> _EXERCISE DIRECTIONS_
For the listing below, show each line that includes the string "every".

> _RECORDS SHOWN_
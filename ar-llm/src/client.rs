use crate::error::{LlmError, Result};
use crate::rate_limit::{Admission, RateLimiter};
use crate::types::{
    DEFAULT_APOLOGY_REPLY, GenerationOutcome, GenerationRequest, HistoryTurn, SuppressReason,
};
use async_trait::async_trait;
use std::sync::Arc;
use std::time::Duration;

/// Applied when every model in the chain reports zero allowance.
pub const QUOTA_EXHAUSTED_COOLDOWN: Duration = Duration::from_secs(60 * 60);

/// One remote generation call against a specific model.
#[async_trait]
pub trait GenerationBackend: Send + Sync {
    async fn generate(&self, model: &str, request: &GenerationRequest) -> Result<String>;
}

/// Budgeted generation with an ordered model fallback chain.
///
/// Owned by a single worker: the fallback cursor is plain state behind `&mut self`.
pub struct GenerationClient {
    backend: Arc<dyn GenerationBackend>,
    models: Vec<String>,
    cursor: usize,
    limiter: Arc<RateLimiter>,
    system_instruction: Option<String>,
    apology: String,
}

impl GenerationClient {
    pub fn new(
        backend: Arc<dyn GenerationBackend>,
        models: Vec<String>,
        limiter: Arc<RateLimiter>,
    ) -> Result<Self> {
        let models: Vec<String> = models
            .into_iter()
            .map(|m| m.trim().to_string())
            .filter(|m| !m.is_empty())
            .collect();
        if models.is_empty() {
            return Err(LlmError::InvalidInput(
                "model fallback chain is empty".to_string(),
            ));
        }
        Ok(Self {
            backend,
            models,
            cursor: 0,
            limiter,
            system_instruction: None,
            apology: DEFAULT_APOLOGY_REPLY.to_string(),
        })
    }

    pub fn with_system_instruction(mut self, system_instruction: Option<String>) -> Self {
        self.system_instruction = system_instruction.filter(|s| !s.trim().is_empty());
        self
    }

    pub fn with_apology(mut self, apology: &str) -> Self {
        if !apology.trim().is_empty() {
            self.apology = apology.trim().to_string();
        }
        self
    }

    pub fn cursor(&self) -> usize {
        self.cursor
    }

    pub fn current_model(&self) -> &str {
        &self.models[self.cursor]
    }

    /// Swaps the backend (new API key) and restarts the fallback chain.
    pub fn reconfigure(&mut self, backend: Arc<dyn GenerationBackend>) {
        self.backend = backend;
        self.cursor = 0;
    }

    #[tracing::instrument(level = "info", skip_all)]
    pub async fn generate(&mut self, user_text: &str, history: &[HistoryTurn]) -> GenerationOutcome {
        if let Admission::Denied(reason) = self.limiter.can_call() {
            tracing::info!(%reason, "generation skipped by local budget");
            return GenerationOutcome::Suppressed(SuppressReason::LocalBudget(reason));
        }

        let request =
            GenerationRequest::new(self.system_instruction.as_deref(), history, user_text);

        loop {
            let model = self.models[self.cursor].clone();
            match self.backend.generate(&model, &request).await {
                Ok(text) => {
                    self.limiter.register_call();
                    let text = text.trim();
                    if text.is_empty() {
                        return GenerationOutcome::Suppressed(SuppressReason::EmptyReply);
                    }
                    tracing::debug!(model = %model, chars = text.len(), "generation succeeded");
                    return GenerationOutcome::Reply(text.to_string());
                }
                Err(LlmError::QuotaExhausted { message, .. }) => {
                    if self.cursor + 1 < self.models.len() {
                        self.cursor += 1;
                        tracing::warn!(
                            exhausted = %model,
                            next = %self.models[self.cursor],
                            %message,
                            "model has no quota; falling back"
                        );
                        continue;
                    }
                    tracing::error!(
                        last = %model,
                        chain = ?self.models,
                        "every model in the fallback chain has no quota"
                    );
                    self.limiter.set_cooldown(QUOTA_EXHAUSTED_COOLDOWN);
                    self.cursor = 0;
                    return GenerationOutcome::Suppressed(SuppressReason::QuotaExhausted);
                }
                Err(LlmError::RateLimited {
                    retry_after,
                    message,
                }) => {
                    let applied = self.limiter.set_cooldown_from_hint(retry_after);
                    tracing::warn!(
                        model = %model,
                        hint = ?retry_after,
                        cooldown_seconds = applied.as_secs(),
                        %message,
                        "provider rate limit"
                    );
                    return GenerationOutcome::Suppressed(SuppressReason::RateLimited {
                        retry_after: applied,
                    });
                }
                Err(LlmError::Unauthorized(message)) => {
                    tracing::error!(
                        model = %model,
                        %message,
                        "generation api key rejected; update the key in bot settings"
                    );
                    return GenerationOutcome::Suppressed(SuppressReason::Unauthorized);
                }
                Err(error) => {
                    tracing::error!(model = %model, %error, "generation failed");
                    return GenerationOutcome::Failed {
                        reason: error.to_string(),
                        apology: self.apology.clone(),
                    };
                }
            }
        }
    }
}

#[cfg(test)]
mod tests {
    use super::*;
    use crate::rate_limit::{DenyReason, MAX_COOLDOWN, RateLimits};
    use std::collections::VecDeque;
    use std::sync::Mutex;

    struct ScriptedBackend {
        responses: Mutex<VecDeque<Result<String>>>,
        calls: Mutex<Vec<String>>,
    }

    impl ScriptedBackend {
        fn new(responses: Vec<Result<String>>) -> Arc<Self> {
            Arc::new(Self {
                responses: Mutex::new(responses.into()),
                calls: Mutex::new(Vec::new()),
            })
        }

        fn calls(&self) -> Vec<String> {
            self.calls.lock().expect("calls lock").clone()
        }
    }

    #[async_trait]
    impl GenerationBackend for ScriptedBackend {
        async fn generate(&self, model: &str, _request: &GenerationRequest) -> Result<String> {
            self.calls.lock().expect("calls lock").push(model.to_string());
            self.responses
                .lock()
                .expect("responses lock")
                .pop_front()
                .unwrap_or_else(|| Err(LlmError::Http("no scripted response".to_string())))
        }
    }

    fn quota(model: &str) -> Result<String> {
        Err(LlmError::QuotaExhausted {
            model: model.to_string(),
            message: "limit: 0".to_string(),
        })
    }

    fn models() -> Vec<String> {
        vec!["a".to_string(), "b".to_string(), "c".to_string()]
    }

    fn limiter() -> Arc<RateLimiter> {
        Arc::new(RateLimiter::new(RateLimits::default()))
    }

    #[tokio::test]
    async fn falls_back_through_zero_allowance_models() {
        let backend = ScriptedBackend::new(vec![quota("a"), quota("b"), Ok("  Olá!  ".to_string())]);
        let limiter = limiter();
        let mut client =
            GenerationClient::new(backend.clone(), models(), limiter.clone()).expect("client");

        let outcome = client.generate("oi", &[]).await;

        assert_eq!(outcome, GenerationOutcome::Reply("Olá!".to_string()));
        assert_eq!(client.cursor(), 2);
        assert_eq!(backend.calls(), vec!["a", "b", "c"]);
        assert_eq!(limiter.usage_stats().calls_today, 1);
    }

    #[tokio::test]
    async fn exhausted_chain_sets_long_cooldown_and_resets_cursor() {
        let backend = ScriptedBackend::new(vec![quota("a"), quota("b"), quota("c")]);
        let limiter = limiter();
        let mut client =
            GenerationClient::new(backend.clone(), models(), limiter.clone()).expect("client");

        let outcome = client.generate("oi", &[]).await;

        assert_eq!(
            outcome,
            GenerationOutcome::Suppressed(SuppressReason::QuotaExhausted)
        );
        assert_eq!(backend.calls().len(), 3);
        assert_eq!(client.cursor(), 0);
        let remaining = limiter
            .usage_stats()
            .cooldown_remaining_seconds
            .expect("cooldown set");
        assert!(remaining > 3500);

        // Next request is refused locally without touching the backend.
        let outcome = client.generate("oi de novo", &[]).await;
        assert!(matches!(
            outcome,
            GenerationOutcome::Suppressed(SuppressReason::LocalBudget(DenyReason::Cooldown { .. }))
        ));
        assert_eq!(backend.calls().len(), 3);
    }

    #[tokio::test]
    async fn rate_limit_sets_floored_cooldown_without_reply() {
        let backend = ScriptedBackend::new(vec![Err(LlmError::RateLimited {
            retry_after: Some(Duration::from_secs(7)),
            message: "slow down".to_string(),
        })]);
        let limiter = limiter();
        let mut client =
            GenerationClient::new(backend.clone(), models(), limiter.clone()).expect("client");

        let outcome = client.generate("oi", &[]).await;

        assert_eq!(
            outcome,
            GenerationOutcome::Suppressed(SuppressReason::RateLimited {
                retry_after: Duration::from_secs(60)
            })
        );
        assert!(outcome.reply_text().is_none());
        assert!(!limiter.can_call().is_allowed());
        assert_eq!(client.cursor(), 0);
    }

    #[tokio::test]
    async fn oversized_retry_hint_is_capped_at_one_day() {
        let backend = ScriptedBackend::new(vec![Err(LlmError::RateLimited {
            retry_after: Some(Duration::MAX),
            message: "retry much later".to_string(),
        })]);
        let limiter = limiter();
        let mut client =
            GenerationClient::new(backend, models(), limiter.clone()).expect("client");

        let outcome = client.generate("oi", &[]).await;

        assert_eq!(
            outcome,
            GenerationOutcome::Suppressed(SuppressReason::RateLimited {
                retry_after: MAX_COOLDOWN
            })
        );
        let remaining = limiter
            .usage_stats()
            .cooldown_remaining_seconds
            .expect("cooldown set");
        assert!(remaining <= MAX_COOLDOWN.as_secs());
        assert!(remaining > MAX_COOLDOWN.as_secs() - 60);
    }

    #[tokio::test]
    async fn unauthorized_is_suppressed_and_other_errors_apologize() {
        let backend = ScriptedBackend::new(vec![
            Err(LlmError::Unauthorized("bad key".to_string())),
            Err(LlmError::Http("connection reset".to_string())),
        ]);
        let mut client = GenerationClient::new(backend, models(), limiter())
            .expect("client")
            .with_apology("Desculpe!");

        let outcome = client.generate("oi", &[]).await;
        assert_eq!(
            outcome,
            GenerationOutcome::Suppressed(SuppressReason::Unauthorized)
        );

        let outcome = client.generate("oi", &[]).await;
        assert_eq!(outcome.reply_text(), Some("Desculpe!"));
        assert!(matches!(outcome, GenerationOutcome::Failed { ref reason, .. } if reason.contains("connection reset")));
    }

    #[tokio::test]
    async fn local_denial_makes_no_remote_call() {
        let backend = ScriptedBackend::new(vec![Ok("x".to_string())]);
        let limiter = Arc::new(RateLimiter::new(RateLimits {
            max_calls_per_minute: 1,
            max_calls_per_day: 10,
        }));
        limiter.register_call();
        let mut client =
            GenerationClient::new(backend.clone(), models(), limiter).expect("client");

        let outcome = client.generate("oi", &[]).await;

        assert!(matches!(
            outcome,
            GenerationOutcome::Suppressed(SuppressReason::LocalBudget(DenyReason::MinuteLimit { .. }))
        ));
        assert!(backend.calls().is_empty());
    }

    #[tokio::test]
    async fn reconfigure_resets_cursor() {
        let backend = ScriptedBackend::new(vec![quota("a"), Ok("ok".to_string())]);
        let mut client = GenerationClient::new(backend, models(), limiter()).expect("client");
        let _ = client.generate("oi", &[]).await;
        assert_eq!(client.cursor(), 1);

        client.reconfigure(ScriptedBackend::new(vec![Ok("novo".to_string())]));
        assert_eq!(client.cursor(), 0);
        assert_eq!(client.current_model(), "a");
    }

    #[tokio::test]
    async fn empty_completion_is_suppressed() {
        let backend = ScriptedBackend::new(vec![Ok("   ".to_string())]);
        let mut client = GenerationClient::new(backend, models(), limiter()).expect("client");
        assert_eq!(
            client.generate("oi", &[]).await,
            GenerationOutcome::Suppressed(SuppressReason::EmptyReply)
        );
    }

    #[test]
    fn empty_model_chain_is_rejected() {
        let backend = ScriptedBackend::new(vec![]);
        assert!(GenerationClient::new(backend, vec![" ".to_string()], limiter()).is_err());
    }
}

> _EXPECTED ANSWER_
/// Applied when every model in the chain reports zero allowance.
                        "every model in the fallback chain has no quota"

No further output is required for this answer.